Cryptography in the age of quantum computers
When a website like Gizmodo, that arguably is more about science fiction than about science, speculates what quantum computer games will be like, it becomes clear that quantum computers are a hot topic even far outside of the scientific community. That this media attention is at least partially justified is due to the far-reaching capabilities quantum computers will have. But how exactly will the arrival of fault-tolerant quantum computers change different areas of computer science? Cryptography is one of the areas which will be most affected. Two of the most well-known examples are Shor's algorithm and quantum key distribution, the former (and its variants) breaking all currently deployed public-key cryptography and the latter providing unconditionally secure key expansion over a public quantum channel, something that cannot be achieved with only classical resources.
As the fields of quantum cryptography and so-called post-quantum cryptography (classical cryptography that is secure against quantum attackers) mature, many more questions of fundamental and practical importance arise. Can we encrypt quantum data with security guarantees comparable to the TLS protocol, the cryptographic protocol behind https?
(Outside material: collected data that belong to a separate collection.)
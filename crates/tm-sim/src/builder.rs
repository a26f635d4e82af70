//! Fluent builder for constructing a [`Sim`].

use tm_core::SimConfig;
use tm_transit::MovementModel;

use crate::{Sim, SimResult};

/// Fluent builder for [`Sim`].
///
/// # Required inputs
///
/// - [`SimConfig`] — start, end, seed, retry interval
///
/// # Optional inputs
///
/// | Method           | Adds                                     |
/// |------------------|------------------------------------------|
/// | `.agent(m)`      | one model                                |
/// | `.agents(iter)`  | every model of an iterator               |
/// | `.boxed(b)`      | an already boxed `dyn MovementModel`     |
///
/// Agents are stepped in the order they were added whenever several of the
/// same kind are due together.
///
/// # Example
///
/// ```rust,ignore
/// let ctx = RunContext::new(config.seed);
/// let route = initialize(&ctx, &descriptor, &stop_map, graph, &TransitConfig::default())?;
/// let mut sim = SimBuilder::new(config)
///     .agents(route.spawn_vehicles(&ctx)?)
///     .agent(traveller)
///     .build()?;
/// sim.run(&mut NoopObserver)?;
/// ```
pub struct SimBuilder {
    config: SimConfig,
    models: Vec<Box<dyn MovementModel>>,
}

impl SimBuilder {
    pub fn new(config: SimConfig) -> Self {
        Self { config, models: Vec::new() }
    }

    pub fn agent(mut self, model: impl MovementModel + 'static) -> Self {
        self.models.push(Box::new(model));
        self
    }

    pub fn agents<I>(mut self, models: I) -> Self
    where
        I: IntoIterator,
        I::Item: MovementModel + 'static,
    {
        self.models
            .extend(models.into_iter().map(|m| Box::new(m) as Box<dyn MovementModel>));
        self
    }

    pub fn boxed(mut self, model: Box<dyn MovementModel>) -> Self {
        self.models.push(model);
        self
    }

    /// Validate the configuration, reject duplicate agent ids, and queue
    /// every agent at the start time.
    pub fn build(self) -> SimResult<Sim> {
        Sim::new(self.config, self.models)
    }
}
How do we deal with the fact that a quantum attacker can implement public parts of the cryptosystem, like hash functions or cryptographic permutations, on their quantum computer? More generally, what changes if we run classical cryptography on a quantum computer?
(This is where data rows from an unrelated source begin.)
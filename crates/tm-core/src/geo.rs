//! Planar coordinate type.
//!
//! Map data is projected to a flat plane in metres before it reaches the
//! simulation, so all distances are plain Euclidean distances.  `Coord` uses
//! `f64` because agent locations are compared for exact equality against
//! stop coordinates; both sides are always copied from the same graph node,
//! never recomputed.

/// A point on the simulation plane, in metres.
#[derive(Copy, Clone, Debug, PartialEq, Default)]
#[cfg_attr(feature = "serde", derive(serde::Serialize, serde::Deserialize))]
pub struct Coord {
    pub x: f64,
    pub y: f64,
}

impl Coord {
    #[inline]
    pub const fn new(x: f64, y: f64) -> Self {
        Self { x, y }
    }

    /// Straight-line distance in metres.
    #[inline]
    pub fn distance(self, other: Coord) -> f64 {
        (self.x - other.x).hypot(self.y - other.y)
    }

    /// Squared distance; cheaper when only ordering matters.
    #[inline]
    pub fn distance_sq(self, other: Coord) -> f64 {
        let dx = self.x - other.x;
        let dy = self.y - other.y;
        dx * dx + dy * dy
    }

    /// `[x, y]` array form used by the spatial index.
    #[inline]
    pub fn to_array(self) -> [f64; 2] {
        [self.x, self.y]
    }
}

impl std::fmt::Display for Coord {
    fn fmt(&self, f: &mut std::fmt::Formatter<'_>) -> std::fmt::Result {
        write!(f, "({:.2}, {:.2})", self.x, self.y)
    }
}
Currently, there is a clear hierarchy of importance between the different questions about the interaction of quantum computing and cryptography. While all cryptography that requires a quantum computer to run is in the stage of fundamental research (except for some experimental deployment of quantum key distribution), the development of post-quantum cryptography is very urgent. This fact is consensus among most researchers and practitioners, and NIST is running a standardization project. Recently, I have focused much of my research on answering provable-security questions arising in the context of that standardization effort (resulting in, e.g., these works: 1 2 3 4).
Quantum information processing and its mathematical structure
Quantum mechanics governs many parts of our everyday life, from the fact that plants are green, to the functioning of our electronic devices. Yet it defies our intuition, and features like quantum entanglement are fundamentally different from any classical analogue. With Quantum mechanics as underlying physical theory, quantum information theory exhibits a plethora of interesting and sometimes counter-intuitive features like the no-cloning theorem enabling private capacities of quantum channels, superactivation and data hiding, but also cryptographic functionalities like unconditionally secure key expansion ("QKD"), certified-deletion encryption etc.
My research in quantum information theory has established new insight into quantum correlations and communication protocols. With our intuition being severely limited in the quantum world, it is arguably even more important than in the classical case to develop appropriate mathematical tools. This has been an important feature of my work. As an example, the combined might of representation theory of the symmetric and unitary groups, random matrix theory and spectral theory of differential operators enabled me and my coauthors to determine the resource requirements for port-based teleportation (pdf), a protocol that can be used to circumvent some apparent road blocks due to the no-cloning theorem. Another example is the generalization of the ubiquitous decoupling technique to the conditional (pdf) and catalytic setting (pdf), as well as its application to entanglement theory (pdf).